Work item: Show each line of the data below in which "Option" occurs.

___ Material for this exercise

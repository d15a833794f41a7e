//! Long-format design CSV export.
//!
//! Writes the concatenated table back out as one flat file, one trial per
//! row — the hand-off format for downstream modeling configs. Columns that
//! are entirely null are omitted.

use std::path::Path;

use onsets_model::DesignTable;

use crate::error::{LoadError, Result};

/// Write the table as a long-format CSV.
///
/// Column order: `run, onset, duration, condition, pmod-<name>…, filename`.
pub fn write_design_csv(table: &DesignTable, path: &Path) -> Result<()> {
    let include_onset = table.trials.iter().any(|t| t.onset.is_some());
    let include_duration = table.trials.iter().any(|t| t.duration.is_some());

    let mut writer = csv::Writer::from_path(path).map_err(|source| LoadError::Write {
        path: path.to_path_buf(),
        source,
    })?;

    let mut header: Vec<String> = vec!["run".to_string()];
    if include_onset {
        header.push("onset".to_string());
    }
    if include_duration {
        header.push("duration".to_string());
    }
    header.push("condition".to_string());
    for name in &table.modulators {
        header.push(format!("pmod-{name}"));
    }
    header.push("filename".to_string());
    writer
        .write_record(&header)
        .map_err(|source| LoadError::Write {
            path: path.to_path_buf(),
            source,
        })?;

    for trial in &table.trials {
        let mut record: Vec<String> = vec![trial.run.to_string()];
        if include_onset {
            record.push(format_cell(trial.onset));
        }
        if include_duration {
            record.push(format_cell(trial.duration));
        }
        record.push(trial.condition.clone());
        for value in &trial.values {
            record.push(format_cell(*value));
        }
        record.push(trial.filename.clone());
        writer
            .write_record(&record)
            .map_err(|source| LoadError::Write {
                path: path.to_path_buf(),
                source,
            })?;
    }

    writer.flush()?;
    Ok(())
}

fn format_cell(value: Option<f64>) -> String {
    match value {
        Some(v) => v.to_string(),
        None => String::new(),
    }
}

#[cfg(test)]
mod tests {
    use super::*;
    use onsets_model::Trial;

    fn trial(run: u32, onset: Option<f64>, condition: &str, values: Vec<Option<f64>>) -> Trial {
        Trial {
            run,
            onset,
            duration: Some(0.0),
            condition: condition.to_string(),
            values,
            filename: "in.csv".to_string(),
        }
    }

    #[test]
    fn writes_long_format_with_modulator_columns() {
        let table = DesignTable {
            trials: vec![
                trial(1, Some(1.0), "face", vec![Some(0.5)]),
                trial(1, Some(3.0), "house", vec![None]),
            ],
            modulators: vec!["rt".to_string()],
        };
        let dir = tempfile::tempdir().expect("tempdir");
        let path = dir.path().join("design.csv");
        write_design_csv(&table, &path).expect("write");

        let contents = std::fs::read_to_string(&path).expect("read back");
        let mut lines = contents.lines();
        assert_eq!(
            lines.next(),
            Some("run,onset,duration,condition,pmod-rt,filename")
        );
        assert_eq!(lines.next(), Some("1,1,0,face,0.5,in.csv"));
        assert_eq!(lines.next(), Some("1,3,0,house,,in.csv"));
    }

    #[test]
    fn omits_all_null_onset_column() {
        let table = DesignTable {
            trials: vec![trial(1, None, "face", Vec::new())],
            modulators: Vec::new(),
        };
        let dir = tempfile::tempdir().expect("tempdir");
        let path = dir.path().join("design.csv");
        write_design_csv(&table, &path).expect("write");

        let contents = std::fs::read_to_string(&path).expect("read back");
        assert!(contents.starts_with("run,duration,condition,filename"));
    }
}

______

Expected answer:
fn format_cell(value: Option<f64>) -> String {
    fn trial(run: u32, onset: Option<f64>, condition: &str, values: Vec<Option<f64>>) -> Trial {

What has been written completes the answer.